** Opening Data supplied block **

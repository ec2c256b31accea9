mod common;

use anyhow::Result;
use axum::http::StatusCode;
use serde_json::json;

use common::Fixture;

#[tokio::test]
async fn health_endpoint_responds() -> Result<()> {
    let fx = Fixture::new();
    let (status, body) = common::get(&fx.app, "/health", None).await;
    assert_eq!(status, StatusCode::OK);
    assert_eq!(body["data"]["status"], "ok");
    Ok(())
}

#[tokio::test]
async fn login_returns_token_and_tier() -> Result<()> {
    let fx = Fixture::new();
    let (status, body) = common::post(
        &fx.app,
        "/auth/login",
        None,
        Some(json!({ "email": "weber@praxis-weber.de", "password": common::PASSWORD })),
    )
    .await;

    assert_eq!(status, StatusCode::OK);
    assert!(body["data"]["token"].as_str().unwrap().contains('.'));
    assert_eq!(body["data"]["user"]["tier"], "practice_admin");
    assert_eq!(
        body["data"]["user"]["practiceId"],
        json!(fx.practice_a.to_string())
    );
    Ok(())
}

#[tokio::test]
async fn login_with_wrong_password_is_unauthenticated() -> Result<()> {
    let fx = Fixture::new();
    let (status, body) = common::post(
        &fx.app,
        "/auth/login",
        None,
        Some(json!({ "email": "weber@praxis-weber.de", "password": "falsch" })),
    )
    .await;

    assert_eq!(status, StatusCode::UNAUTHORIZED);
    assert_eq!(body["reason"], "Unauthenticated");
    Ok(())
}

#[tokio::test]
async fn login_with_unknown_email_matches_wrong_password_response() -> Result<()> {
    let fx = Fixture::new();
    let (status, body) = common::post(
        &fx.app,
        "/auth/login",
        None,
        Some(json!({ "email": "niemand@praxis-weber.de", "password": common::PASSWORD })),
    )
    .await;

    assert_eq!(status, StatusCode::UNAUTHORIZED);
    assert_eq!(body["reason"], "Unauthenticated");
    Ok(())
}

#[tokio::test]
async fn deactivated_user_cannot_login() -> Result<()> {
    let fx = Fixture::new();
    let (status, body) = common::post(
        &fx.app,
        "/auth/login",
        None,
        Some(json!({ "email": "weg@praxis-weber.de", "password": common::PASSWORD })),
    )
    .await;

    assert_eq!(status, StatusCode::FORBIDDEN);
    assert_eq!(body["reason"], "Forbidden");
    Ok(())
}

#[tokio::test]
async fn whoami_without_token_is_unauthenticated() -> Result<()> {
    let fx = Fixture::new();
    let (status, body) = common::get(&fx.app, "/api/auth/whoami", None).await;
    assert_eq!(status, StatusCode::UNAUTHORIZED);
    assert_eq!(body["reason"], "Unauthenticated");
    Ok(())
}

#[tokio::test]
async fn whoami_with_garbage_token_is_unauthenticated() -> Result<()> {
    let fx = Fixture::new();
    let (status, body) = common::get(&fx.app, "/api/auth/whoami", Some("not.a.jwt")).await;
    assert_eq!(status, StatusCode::UNAUTHORIZED);
    assert_eq!(body["reason"], "Unauthenticated");
    Ok(())
}

#[tokio::test]
async fn whoami_echoes_the_resolved_principal() -> Result<()> {
    let fx = Fixture::new();
    let token = fx.token_for(fx.member_a);
    let (status, body) = common::get(&fx.app, "/api/auth/whoami", Some(&token)).await;

    assert_eq!(status, StatusCode::OK);
    assert_eq!(body["data"]["id"], json!(fx.member_a.to_string()));
    assert_eq!(body["data"]["tier"], "member");
    assert_eq!(
        body["data"]["practiceId"],
        json!(fx.practice_a.to_string())
    );
    Ok(())
}

#[tokio::test]
async fn deactivated_user_with_valid_token_is_rejected() -> Result<()> {
    let fx = Fixture::new();
    let token = fx.token_for(fx.inactive_a);
    let (status, body) = common::get(&fx.app, "/api/auth/whoami", Some(&token)).await;

    assert_eq!(status, StatusCode::FORBIDDEN);
    assert_eq!(body["reason"], "Forbidden");
    Ok(())
}
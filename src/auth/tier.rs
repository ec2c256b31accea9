use serde::{Deserialize, Serialize};

/// Coarse capability tier. Ordering matters: each tier includes everything
/// below it.
#[derive(Debug, Clone, Copy, PartialEq, Eq, PartialOrd, Ord, Serialize, Deserialize)]
#[serde(rename_all = "snake_case")]
pub enum Tier {
    Member,
    PracticeAdmin,
    SuperAdmin,
}

impl Tier {
    /// Normalize a stored role string into a tier.
    ///
    /// The role column has accumulated spelling variants over the product's
    /// life ("superadmin" next to "super_admin", etc.), so classification is
    /// a single exhaustive table rather than per-route string comparisons.
    /// Anything unrecognized, empty or missing is `Member` - unknown roles
    /// never gain privilege.
    pub fn classify(role: Option<&str>) -> Tier {
        let role = match role {
            Some(r) => r.trim().to_ascii_lowercase(),
            None => return Tier::Member,
        };

        match role.as_str() {
            "super_admin" | "superadmin" | "super-admin" => Tier::SuperAdmin,
            "practice_admin" | "practiceadmin" | "practice-admin" | "admin" | "owner" => {
                Tier::PracticeAdmin
            }
            _ => Tier::Member,
        }
    }

    pub fn is_super_admin(self) -> bool {
        self == Tier::SuperAdmin
    }

    pub fn at_least(self, required: Tier) -> bool {
        self >= required
    }
}
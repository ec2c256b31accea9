use axum::Extension;
use serde_json::{json, Value};

use crate::auth::Principal;
use crate::middleware::{ApiResponse, ApiResult};

/// GET /api/auth/whoami - echo the principal resolved for this request.
pub async fn whoami(Extension(principal): Extension<Principal>) -> ApiResult<Value> {
    Ok(ApiResponse::success(json!({
        "id": principal.user_id,
        "email": principal.email,
        "name": principal.name,
        "tier": principal.tier,
        "practiceId": principal.practice_id,
    })))
}
//! Cache-aside accelerator for the aggregate endpoints.
//!
//! The cache is never the system of record: a miss, a stale entry or a
//! broken backend all fall through to the authoritative store. Keys embed
//! the practice id so entries can never cross the tenant boundary.

use std::collections::HashMap;
use std::time::{Duration, Instant};

use async_trait::async_trait;
use serde_json::Value;
use tokio::sync::RwLock;
use uuid::Uuid;

use crate::error::ApiError;

/// Best-effort key-value cache. Implementations must swallow backend
/// failures (returning `None` / ignoring writes) - a broken cache slows a
/// request down, it never fails one.
#[async_trait]
pub trait CacheStore: Send + Sync {
    async fn get(&self, key: &str) -> Option<Value>;
    async fn set(&self, key: &str, value: Value, ttl: Duration);
    async fn invalidate(&self, key: &str);
}

/// In-process TTL map. Entries transition Absent -> Fresh on write and
/// Fresh -> Stale once the deadline passes; stale entries read as absent and
/// are dropped on the next write or invalidation.
#[derive(Default)]
pub struct MemoryCache {
    entries: RwLock<HashMap<String, (Value, Instant)>>,
}

impl MemoryCache {
    pub fn new() -> Self {
        Self::default()
    }
}

#[async_trait]
impl CacheStore for MemoryCache {
    async fn get(&self, key: &str) -> Option<Value> {
        let entries = self.entries.read().await;
        match entries.get(key) {
            Some((value, deadline)) if Instant::now() < *deadline => Some(value.clone()),
            _ => None,
        }
    }

    async fn set(&self, key: &str, value: Value, ttl: Duration) {
        let deadline = Instant::now() + ttl;
        self.entries
            .write()
            .await
            .insert(key.to_string(), (value, deadline));
    }

    async fn invalidate(&self, key: &str) {
        self.entries.write().await.remove(key);
    }
}

pub fn cache_key(practice_id: Uuid, resource: &str) -> String {
    format!("{}:{}", practice_id, resource)
}

/// Read-through: serve a fresh cached value if one exists, otherwise run
/// `compute` against the authoritative store and refill the entry.
pub async fn get_or_compute<F, Fut>(
    cache: &dyn CacheStore,
    practice_id: Uuid,
    resource: &str,
    ttl: Duration,
    compute: F,
) -> Result<Value, ApiError>
where
    F: FnOnce() -> Fut,
    Fut: std::future::Future<Output = Result<Value, ApiError>>,
{
    let key = cache_key(practice_id, resource);

    if let Some(hit) = cache.get(&key).await {
        return Ok(hit);
    }

    let value = compute().await?;
    cache.set(&key, value.clone(), ttl).await;
    Ok(value)
}

#[cfg(test)]
mod tests {
    use super::*;
    use serde_json::json;
    use std::sync::atomic::{AtomicUsize, Ordering};

    #[tokio::test]
    async fn hit_within_ttl_skips_compute() {
        let cache = MemoryCache::new();
        let practice = Uuid::new_v4();
        let calls = AtomicUsize::new(0);

        for _ in 0..3 {
            let value = get_or_compute(&cache, practice, "badges", Duration::from_secs(60), || {
                calls.fetch_add(1, Ordering::SeqCst);
                async { Ok(json!({"tasks": 4})) }
            })
            .await
            .unwrap();
            assert_eq!(value["tasks"], 4);
        }

        assert_eq!(calls.load(Ordering::SeqCst), 1);
    }

    #[tokio::test]
    async fn stale_entry_recomputes() {
        let cache = MemoryCache::new();
        let practice = Uuid::new_v4();
        let calls = AtomicUsize::new(0);

        let ttl = Duration::from_millis(20);
        let compute = || {
            calls.fetch_add(1, Ordering::SeqCst);
            async { Ok(json!(1)) }
        };

        get_or_compute(&cache, practice, "stats", ttl, compute).await.unwrap();
        tokio::time::sleep(Duration::from_millis(40)).await;
        get_or_compute(&cache, practice, "stats", ttl, compute).await.unwrap();

        assert_eq!(calls.load(Ordering::SeqCst), 2);
    }

    #[tokio::test]
    async fn keys_are_practice_scoped() {
        let cache = MemoryCache::new();
        let (a, b) = (Uuid::new_v4(), Uuid::new_v4());
        let ttl = Duration::from_secs(60);

        let va = get_or_compute(&cache, a, "badges", ttl, || async { Ok(json!("a")) })
            .await
            .unwrap();
        let vb = get_or_compute(&cache, b, "badges", ttl, || async { Ok(json!("b")) })
            .await
            .unwrap();

        assert_eq!(va, json!("a"));
        assert_eq!(vb, json!("b"));
    }

    #[tokio::test]
    async fn invalidate_forces_recompute() {
        let cache = MemoryCache::new();
        let practice = Uuid::new_v4();
        let calls = AtomicUsize::new(0);
        let ttl = Duration::from_secs(60);
        let compute = || {
            calls.fetch_add(1, Ordering::SeqCst);
            async { Ok(json!(true)) }
        };

        get_or_compute(&cache, practice, "badges", ttl, compute).await.unwrap();
        cache.invalidate(&cache_key(practice, "badges")).await;
        get_or_compute(&cache, practice, "badges", ttl, compute).await.unwrap();

        assert_eq!(calls.load(Ordering::SeqCst), 2);
    }

    #[tokio::test]
    async fn compute_failure_is_not_cached() {
        let cache = MemoryCache::new();
        let practice = Uuid::new_v4();

        let err = get_or_compute(&cache, practice, "stats", Duration::from_secs(60), || async {
            Err::<Value, _>(ApiError::Upstream("db down".into()))
        })
        .await;
        assert!(err.is_err());

        // Next call still reaches compute
        let ok = get_or_compute(&cache, practice, "stats", Duration::from_secs(60), || async {
            Ok(json!(7))
        })
        .await
        .unwrap();
        assert_eq!(ok, json!(7));
    }
}
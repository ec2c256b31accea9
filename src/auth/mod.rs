use chrono::{Duration, Utc};
use jsonwebtoken::{decode, encode, DecodingKey, EncodingKey, Header, Validation};
use serde::{Deserialize, Serialize};
use sha2::{Digest, Sha256};
use uuid::Uuid;

use crate::config;

pub mod tier;

pub use tier::Tier;

/// Session token claims. Only the subject is trusted; role and practice
/// membership are re-read from the user record on every request.
#[derive(Debug, Serialize, Deserialize)]
pub struct Claims {
    pub sub: Uuid,
    pub exp: i64,
    pub iat: i64,
}

impl Claims {
    pub fn new(user_id: Uuid) -> Self {
        let now = Utc::now();
        let expiry_hours = config::config().security.jwt_expiry_hours;
        let exp = (now + Duration::hours(expiry_hours as i64)).timestamp();

        Self {
            sub: user_id,
            exp,
            iat: now.timestamp(),
        }
    }
}

/// The authenticated actor for the duration of one request.
#[derive(Debug, Clone)]
pub struct Principal {
    pub user_id: Uuid,
    pub email: String,
    pub name: String,
    pub tier: Tier,
    /// Home practice; super admins may have none.
    pub practice_id: Option<Uuid>,
}

#[derive(Debug, thiserror::Error)]
pub enum TokenError {
    #[error("token generation failed: {0}")]
    Generation(String),
    #[error("invalid token: {0}")]
    Invalid(String),
    #[error("JWT secret not configured")]
    MissingSecret,
}

pub fn issue_token(user_id: Uuid) -> Result<String, TokenError> {
    let secret = &config::config().security.jwt_secret;
    if secret.is_empty() {
        return Err(TokenError::MissingSecret);
    }

    let claims = Claims::new(user_id);
    encode(
        &Header::default(),
        &claims,
        &EncodingKey::from_secret(secret.as_bytes()),
    )
    .map_err(|e| TokenError::Generation(e.to_string()))
}

pub fn verify_token(token: &str) -> Result<Claims, TokenError> {
    let secret = &config::config().security.jwt_secret;
    if secret.is_empty() {
        return Err(TokenError::MissingSecret);
    }

    decode::<Claims>(
        token,
        &DecodingKey::from_secret(secret.as_bytes()),
        &Validation::default(),
    )
    .map(|data| data.claims)
    .map_err(|e| TokenError::Invalid(e.to_string()))
}

/// Hex SHA-256 digest of a password, matching the `users.password_hash`
/// column format.
pub fn password_digest(password: &str) -> String {
    let mut hasher = Sha256::new();
    hasher.update(password.as_bytes());
    format!("{:x}", hasher.finalize())
}

#[cfg(test)]
mod tests {
    use super::*;

    #[test]
    fn password_digest_is_stable_hex() {
        let digest = password_digest("geheim");
        assert_eq!(digest.len(), 64);
        assert_eq!(digest, password_digest("geheim"));
        assert_ne!(digest, password_digest("geheim2"));
    }

    #[test]
    fn issued_token_round_trips() {
        let user_id = Uuid::new_v4();
        let token = issue_token(user_id).expect("issue");
        let claims = verify_token(&token).expect("verify");
        assert_eq!(claims.sub, user_id);
        assert!(claims.exp > claims.iat);
    }

    #[test]
    fn garbage_token_is_rejected() {
        assert!(matches!(
            verify_token("not.a.token"),
            Err(TokenError::Invalid(_))
        ));
    }

    #[test]
    fn tampered_token_is_rejected() {
        let token = issue_token(Uuid::new_v4()).expect("issue");
        let mut tampered = token.clone();
        tampered.push('x');
        assert!(verify_token(&tampered).is_err());
    }
}
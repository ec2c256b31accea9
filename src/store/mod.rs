use async_trait::async_trait;
use chrono::{DateTime, Utc};
use serde::{Deserialize, Serialize};
use uuid::Uuid;

pub mod memory;
pub mod postgres;

pub use memory::MemoryStore;
pub use postgres::PgStore;

#[derive(Debug, thiserror::Error)]
pub enum StoreError {
    #[error("not found: {0}")]
    NotFound(String),
    #[error("connection error: {0}")]
    Connection(String),
    #[error("query error: {0}")]
    Query(String),
    #[error(transparent)]
    Sqlx(#[from] sqlx::Error),
}

/// A practice (tenant). Soft-deleted practices keep their row with
/// `deleted_at` set and are invisible to everything but admin operations.
#[derive(Debug, Clone, Serialize, Deserialize, sqlx::FromRow)]
#[serde(rename_all = "camelCase")]
pub struct PracticeRow {
    pub id: Uuid,
    pub name: String,
    pub created_at: DateTime<Utc>,
    pub deleted_at: Option<DateTime<Utc>>,
}

impl PracticeRow {
    pub fn is_available(&self) -> bool {
        self.deleted_at.is_none()
    }
}

#[derive(Debug, Clone, Serialize, Deserialize, sqlx::FromRow)]
#[serde(rename_all = "camelCase")]
pub struct UserRow {
    pub id: Uuid,
    pub email: String,
    pub name: String,
    pub role: Option<String>,
    pub practice_id: Option<Uuid>,
    pub is_active: bool,
    #[serde(skip_serializing, default)]
    pub password_hash: Option<String>,
    pub created_at: DateTime<Utc>,
}

#[derive(Debug, Clone, Serialize, Deserialize, sqlx::FromRow)]
#[serde(rename_all = "camelCase")]
pub struct TeamMember {
    pub id: Uuid,
    pub practice_id: Uuid,
    pub user_id: Option<Uuid>,
    pub first_name: String,
    pub last_name: String,
    pub role: Option<String>,
    pub status: String,
    pub created_at: DateTime<Utc>,
    pub deleted_at: Option<DateTime<Utc>>,
}

#[derive(Debug, Clone, Deserialize)]
#[serde(rename_all = "camelCase")]
pub struct NewTeamMember {
    pub first_name: String,
    pub last_name: String,
    pub role: Option<String>,
    pub user_id: Option<Uuid>,
}

#[derive(Debug, Clone, Default, Deserialize)]
#[serde(rename_all = "camelCase")]
pub struct TeamMemberPatch {
    pub first_name: Option<String>,
    pub last_name: Option<String>,
    pub role: Option<String>,
    pub status: Option<String>,
}

/// Raw counts behind the dashboard endpoint. The `prev_*` columns are the
/// same counts restricted to rows at least a week old, used for trends.
#[derive(Debug, Clone, Default, Serialize, Deserialize)]
pub struct DashboardCounts {
    pub team_members: i64,
    pub active_goals: i64,
    pub workflows: i64,
    pub documents: i64,
    pub open_tasks: i64,
    pub today_appointments: i64,
    pub prev_team_members: i64,
    pub prev_active_goals: i64,
    pub prev_workflows: i64,
    pub prev_documents: i64,
}

/// Open-item counts shown next to sidebar navigation entries.
#[derive(Debug, Clone, Default, Serialize, Deserialize, PartialEq, Eq)]
#[serde(rename_all = "camelCase")]
pub struct BadgeCounts {
    pub tasks: i64,
    pub goals: i64,
    pub workflows: i64,
    pub candidates: i64,
    pub tickets: i64,
    pub team_members: i64,
    pub documents: i64,
    pub calendar: i64,
}

/// The relational backend, behind a trait so tests and local demos can run
/// against an in-memory implementation. Every practice-scoped method takes
/// the practice id explicitly and implementations must filter by it - callers
/// never get a row from another practice back, even with a valid primary key.
#[async_trait]
pub trait PracticeStore: Send + Sync {
    async fn health_check(&self) -> Result<(), StoreError>;

    async fn practice(&self, id: Uuid) -> Result<Option<PracticeRow>, StoreError>;
    /// All practices, soft-deleted included. Admin surface only.
    async fn practices(&self) -> Result<Vec<PracticeRow>, StoreError>;
    async fn restore_practice(&self, id: Uuid) -> Result<PracticeRow, StoreError>;

    async fn user(&self, id: Uuid) -> Result<Option<UserRow>, StoreError>;
    async fn user_by_email(&self, email: &str) -> Result<Option<UserRow>, StoreError>;
    /// All users across practices. Admin surface only.
    async fn users(&self) -> Result<Vec<UserRow>, StoreError>;

    async fn dashboard_counts(&self, practice_id: Uuid) -> Result<DashboardCounts, StoreError>;
    async fn badge_counts(&self, practice_id: Uuid) -> Result<BadgeCounts, StoreError>;

    async fn team_members(&self, practice_id: Uuid) -> Result<Vec<TeamMember>, StoreError>;
    async fn team_member(
        &self,
        practice_id: Uuid,
        id: Uuid,
    ) -> Result<Option<TeamMember>, StoreError>;
    async fn insert_team_member(
        &self,
        practice_id: Uuid,
        new: NewTeamMember,
    ) -> Result<TeamMember, StoreError>;
    async fn update_team_member(
        &self,
        practice_id: Uuid,
        id: Uuid,
        patch: TeamMemberPatch,
    ) -> Result<Option<TeamMember>, StoreError>;
    async fn soft_delete_team_member(
        &self,
        practice_id: Uuid,
        id: Uuid,
    ) -> Result<bool, StoreError>;
    async fn restore_team_member(
        &self,
        practice_id: Uuid,
        id: Uuid,
    ) -> Result<Option<TeamMember>, StoreError>;
}
/// Statistical spelling corrector over a language model.
pub struct SpellCorrector<M> {
    model: M,
    cache: DeleteCache,
    config: CorrectorConfig,
}

impl<M: LanguageModel> SpellCorrector<M> {
    /// Wraps an in-memory model, building the delete cache from its
    /// vocabulary.
    pub fn new(model: M) -> SpellCorrector<M> {
        Self::with_config(model, CorrectorConfig::default())
    }

    /// As [`SpellCorrector::new`] with explicit tuning.
    pub fn with_config(model: M, config: CorrectorConfig) -> SpellCorrector<M> {
        let cache = DeleteCache::build(&model, config.false_positive_rate);
        SpellCorrector {
            model,
            cache,
            config,
        }
    }

    /// Ranked corrections for the word at `position`, best first.
    ///
    /// Infallible: an out-of-range position or a word with no reachable
    /// vocabulary neighborhood yields an empty list.
    pub fn get_candidates_scored<'a>(
        &'a self,
        sentence: &[Word<'a>],
        position: usize,
    ) -> Vec<ScoredWord<'a>> {
        CandidateWorker::new(&self.model, &self.cache, &self.config)
            .candidates_scored(sentence, position)
    }

    /// As [`SpellCorrector::get_candidates_scored`] with the scores
    /// stripped.
    pub fn get_candidates<'a>(&'a self, sentence: &[Word<'a>], position: usize) -> Vec<Word<'a>> {
        let scored = self.get_candidates_scored(sentence, position);
        for cand in &scored {
            log::trace!("candidate {} (score={})", cand.word(), cand.score());
        }
        scored.into_iter().map(|s| s.word()).collect()
    }

    /// Adjusts the known- and unknown-word penalties.
    pub fn set_penalty(&mut self, known_words_penalty: Score, unknown_words_penalty: Score) {
        self.config.known_words_penalty = known_words_penalty;
        self.config.unknown_words_penalty = unknown_words_penalty;
    }

    /// Adjusts the multiplier applied to fallback-level candidates.
    pub fn set_fallback_multiplier(&mut self, fallback_multiplier: Score) {
        self.config.fallback_multiplier = fallback_multiplier;
    }

    /// Adjusts the frequency-pruning cap.
    pub fn set_max_candidates_to_check(&mut self, max_candidates_to_check: usize) {
        self.config.max_candidates_to_check = max_candidates_to_check;
    }

    /// The language model backing this corrector.
    pub fn model(&self) -> &M {
        &self.model
    }

    /// The current tuning configuration.
    pub fn config(&self) -> &CorrectorConfig {
        &self.config
    }

    /// The delete-set cache backing this corrector.
    pub fn cache(&self) -> &DeleteCache {
        &self.cache
    }

    /// Persists the delete cache for this corrector's model snapshot.
    pub fn save_cache(&self, path: &Path) -> Result<(), CacheError> {
        self.cache.save(path, self.model.checksum())
    }
}
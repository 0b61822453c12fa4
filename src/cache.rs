//! Delete-set cache: the bloom filters that make two-edit candidate
//! generation tractable.
//!
//! `deletes1` holds every string reachable by deleting one character
//! from a vocabulary word, `deletes2` every string reachable by
//! deleting two. During a query the edit generator probes them before
//! enumerating insertions, pruning the vast majority of hopeless paths.
//!
//! The cache is persisted to a `.spell` sidecar next to the model file:
//!
//! ```text
//! u64  magic            0x34E4A5F0A8A2B636
//! u16  version          1
//! u64  model checksum
//! bloom deletes1        (m: u64, k: u32, bit array)
//! bloom deletes2
//! u64  magic            (sentinel)
//! ```
//!
//! All fields little-endian. A load validates the leading magic, the
//! version, the checksum of the currently loaded model, and the
//! trailing magic after both filters; any mismatch means the cache is
//! treated as absent and rebuilt. Loading never leaves partial state.

use std::fs::File;
use std::io::{BufReader, BufWriter, Write};
use std::path::Path;

use byteorder::{LittleEndian, ReadBytesExt, WriteBytesExt};

use crate::bloom::BloomFilter;
use crate::constants::{AVG_WORD_LEN_SAMPLE, CACHE_MAGIC, CACHE_VERSION, MAX_CACHED_WORD_LEN};
use crate::model::LanguageModel;

/// Errors from loading or saving the delete cache.
#[derive(Debug, thiserror::Error)]
pub enum CacheError {
    /// Underlying file I/O failed.
    #[error("cache io error")]
    Io(#[from] std::io::Error),

    /// A magic number was missing or damaged.
    #[error("bad cache magic")]
    BadMagic,

    /// The cache was written by an incompatible version of this crate.
    #[error("unsupported cache version {0}")]
    UnsupportedVersion(u16),

    /// The cache belongs to a different model snapshot.
    #[error("cache checksum does not match the loaded model")]
    ChecksumMismatch,
}

/// The two delete-set bloom filters, bound to one model snapshot.
#[derive(Debug)]
pub struct DeleteCache {
    deletes1: BloomFilter,
    deletes2: BloomFilter,
}

impl DeleteCache {
    /// Builds the filters by walking the model vocabulary.
    ///
    /// This is the most expensive part of engine startup; callers are
    /// expected to persist the result with [`DeleteCache::save`] and
    /// reload it on subsequent runs.
    pub fn build<M: LanguageModel>(model: &M, false_positive_rate: f64) -> DeleteCache {
        let mut sampled = 0u64;
        let mut char_sum = 0u64;
        for (word, _) in model.words().take(AVG_WORD_LEN_SAMPLE) {
            sampled += 1;
            char_sum += word.chars().count() as u64;
        }
        let avg_len = if sampled == 0 {
            1
        } else {
            ((char_sum as f64 / sampled as f64) as u64 + 1).max(1)
        };

        let vocab = model.vocab_len() as u64;
        let deletes1_items = vocab * avg_len;
        let deletes2_items = vocab * avg_len * avg_len.saturating_sub(1).max(1);
        log::debug!(
            "building delete cache: {} words, average length {}",
            vocab,
            avg_len
        );

        let mut deletes1 = BloomFilter::new(deletes1_items, false_positive_rate);
        let mut deletes2 = BloomFilter::new(deletes2_items, false_positive_rate);

        for (word, _) in model.words() {
            let chars: Vec<char> = word.chars().collect();
            if chars.len() > MAX_CACHED_WORD_LEN {
                log::warn!(
                    "skipping {}-character vocabulary entry during cache build",
                    chars.len()
                );
                continue;
            }
            for i in 0..chars.len() {
                let d1: String = one_delete(&chars, i);
                if d1.is_empty() {
                    continue;
                }
                deletes1.insert(d1.as_bytes());

                let d1_chars: Vec<char> = d1.chars().collect();
                for j in 0..d1_chars.len() {
                    let d2: String = one_delete(&d1_chars, j);
                    if !d2.is_empty() {
                        deletes2.insert(d2.as_bytes());
                    }
                }
            }
        }

        DeleteCache { deletes1, deletes2 }
    }

    /// Is `key` possibly one deletion away from a vocabulary word?
    #[inline(always)]
    pub fn contains_delete1(&self, key: &str) -> bool {
        self.deletes1.contains(key.as_bytes())
    }

    /// Is `key` possibly two deletions away from a vocabulary word?
    #[inline(always)]
    pub fn contains_delete2(&self, key: &str) -> bool {
        self.deletes2.contains(key.as_bytes())
    }

    /// Writes the cache for the model identified by `model_checksum`.
    pub fn save(&self, path: &Path, model_checksum: u64) -> Result<(), CacheError> {
        log::debug!("saving delete cache to {}", path.display());
        let file = File::create(path)?;
        let mut writer = BufWriter::new(file);

        writer.write_u64::<LittleEndian>(CACHE_MAGIC)?;
        writer.write_u16::<LittleEndian>(CACHE_VERSION)?;
        writer.write_u64::<LittleEndian>(model_checksum)?;
        self.deletes1.write_to(&mut writer)?;
        self.deletes2.write_to(&mut writer)?;
        writer.write_u64::<LittleEndian>(CACHE_MAGIC)?;
        writer.flush()?;
        Ok(())
    }

    /// Loads a cache previously written by [`DeleteCache::save`],
    /// validating it against the given model checksum.
    pub fn load(path: &Path, model_checksum: u64) -> Result<DeleteCache, CacheError> {
        log::debug!("loading delete cache from {}", path.display());
        let file = File::open(path)?;
        let mut reader = BufReader::new(file);

        if reader.read_u64::<LittleEndian>()? != CACHE_MAGIC {
            return Err(CacheError::BadMagic);
        }
        let version = reader.read_u16::<LittleEndian>()?;
        if version != CACHE_VERSION {
            return Err(CacheError::UnsupportedVersion(version));
        }
        if reader.read_u64::<LittleEndian>()? != model_checksum {
            return Err(CacheError::ChecksumMismatch);
        }

        let deletes1 = BloomFilter::read_from(&mut reader)?;
        let deletes2 = BloomFilter::read_from(&mut reader)?;

        if reader.read_u64::<LittleEndian>()? != CACHE_MAGIC {
            return Err(CacheError::BadMagic);
        }

        Ok(DeleteCache { deletes1, deletes2 })
    }
}

fn one_delete(chars: &[char], i: usize) -> String {
    chars
        .iter()
        .enumerate()
        .filter(|&(j, _)| j != i)
        .map(|(_, &c)| c)
        .collect()
}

** Closing Data supplied block **

Task description
Across the listing, count every line with the word "must" in it. Answer with the number alone.

Your solution
2